▸ **WHAT NEEDS TO BE DONE**
Every line in the following data that has "accept" counts toward the total; state that total alone.

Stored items

....

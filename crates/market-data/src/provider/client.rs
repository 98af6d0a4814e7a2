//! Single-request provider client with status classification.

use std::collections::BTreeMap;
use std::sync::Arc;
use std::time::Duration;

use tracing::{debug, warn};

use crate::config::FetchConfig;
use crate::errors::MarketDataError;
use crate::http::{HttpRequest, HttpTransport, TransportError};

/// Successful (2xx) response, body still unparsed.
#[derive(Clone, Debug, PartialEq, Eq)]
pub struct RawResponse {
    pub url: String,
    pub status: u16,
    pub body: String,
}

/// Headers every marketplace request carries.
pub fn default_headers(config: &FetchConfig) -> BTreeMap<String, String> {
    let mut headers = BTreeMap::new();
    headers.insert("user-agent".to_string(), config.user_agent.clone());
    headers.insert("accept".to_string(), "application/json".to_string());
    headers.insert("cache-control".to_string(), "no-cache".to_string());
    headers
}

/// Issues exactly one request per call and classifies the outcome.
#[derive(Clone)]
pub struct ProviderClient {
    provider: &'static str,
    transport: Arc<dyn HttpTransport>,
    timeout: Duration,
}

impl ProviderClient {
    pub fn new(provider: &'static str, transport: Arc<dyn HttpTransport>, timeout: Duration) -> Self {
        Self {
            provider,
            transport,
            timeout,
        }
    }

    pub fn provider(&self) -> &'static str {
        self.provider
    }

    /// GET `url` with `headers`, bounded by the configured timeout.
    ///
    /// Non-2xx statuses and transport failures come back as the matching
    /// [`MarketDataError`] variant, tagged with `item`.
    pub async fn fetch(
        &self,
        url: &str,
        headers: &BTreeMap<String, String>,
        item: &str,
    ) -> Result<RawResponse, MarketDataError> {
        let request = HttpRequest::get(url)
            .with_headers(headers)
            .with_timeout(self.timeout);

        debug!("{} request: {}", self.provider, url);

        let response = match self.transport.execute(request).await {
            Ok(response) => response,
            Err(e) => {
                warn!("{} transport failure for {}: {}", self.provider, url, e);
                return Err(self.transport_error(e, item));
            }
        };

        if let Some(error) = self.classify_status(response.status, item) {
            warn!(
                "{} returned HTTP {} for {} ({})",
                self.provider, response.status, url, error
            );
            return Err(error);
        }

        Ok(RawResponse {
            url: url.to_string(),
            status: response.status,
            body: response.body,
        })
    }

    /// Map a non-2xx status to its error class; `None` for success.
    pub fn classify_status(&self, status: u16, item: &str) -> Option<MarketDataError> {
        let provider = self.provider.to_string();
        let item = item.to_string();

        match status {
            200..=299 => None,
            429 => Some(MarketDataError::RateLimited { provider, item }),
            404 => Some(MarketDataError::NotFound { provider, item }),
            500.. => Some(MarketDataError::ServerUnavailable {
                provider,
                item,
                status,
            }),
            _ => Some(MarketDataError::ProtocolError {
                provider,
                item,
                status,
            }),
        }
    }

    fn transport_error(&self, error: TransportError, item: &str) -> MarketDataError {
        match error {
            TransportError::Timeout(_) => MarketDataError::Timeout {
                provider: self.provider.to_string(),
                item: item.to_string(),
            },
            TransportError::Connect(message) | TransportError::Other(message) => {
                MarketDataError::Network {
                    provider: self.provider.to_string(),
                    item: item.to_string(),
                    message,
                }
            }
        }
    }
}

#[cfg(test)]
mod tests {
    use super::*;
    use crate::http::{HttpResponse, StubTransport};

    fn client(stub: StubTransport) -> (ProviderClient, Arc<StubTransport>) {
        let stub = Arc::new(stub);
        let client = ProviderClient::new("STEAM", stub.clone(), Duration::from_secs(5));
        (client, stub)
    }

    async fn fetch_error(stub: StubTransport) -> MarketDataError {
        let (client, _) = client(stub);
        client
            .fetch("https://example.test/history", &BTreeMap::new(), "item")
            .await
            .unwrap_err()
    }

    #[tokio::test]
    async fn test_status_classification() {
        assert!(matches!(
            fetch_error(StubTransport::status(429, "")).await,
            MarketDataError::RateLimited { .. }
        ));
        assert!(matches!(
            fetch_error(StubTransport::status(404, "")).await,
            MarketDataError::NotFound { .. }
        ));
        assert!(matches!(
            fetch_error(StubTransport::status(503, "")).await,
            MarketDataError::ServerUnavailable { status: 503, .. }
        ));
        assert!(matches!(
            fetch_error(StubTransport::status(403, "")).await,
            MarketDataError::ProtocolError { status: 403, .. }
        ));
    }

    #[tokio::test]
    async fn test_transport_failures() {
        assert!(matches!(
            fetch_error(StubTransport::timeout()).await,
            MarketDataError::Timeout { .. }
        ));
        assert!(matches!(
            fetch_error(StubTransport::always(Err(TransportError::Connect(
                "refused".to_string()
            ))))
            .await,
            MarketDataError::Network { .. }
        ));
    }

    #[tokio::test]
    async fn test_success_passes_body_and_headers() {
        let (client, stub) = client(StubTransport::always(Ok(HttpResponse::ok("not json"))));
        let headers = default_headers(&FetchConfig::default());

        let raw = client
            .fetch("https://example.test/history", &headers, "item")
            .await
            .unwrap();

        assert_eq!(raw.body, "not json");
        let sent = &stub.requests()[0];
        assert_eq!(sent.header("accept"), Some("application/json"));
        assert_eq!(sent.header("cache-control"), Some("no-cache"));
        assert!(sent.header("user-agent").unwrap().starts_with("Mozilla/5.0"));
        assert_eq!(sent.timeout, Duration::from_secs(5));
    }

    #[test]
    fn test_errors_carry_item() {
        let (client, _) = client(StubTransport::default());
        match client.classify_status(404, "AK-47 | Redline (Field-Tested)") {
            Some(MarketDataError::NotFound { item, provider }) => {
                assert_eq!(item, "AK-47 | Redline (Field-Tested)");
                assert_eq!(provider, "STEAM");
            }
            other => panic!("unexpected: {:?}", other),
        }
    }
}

....

▸ **OUTPUT OF THE TASK**
2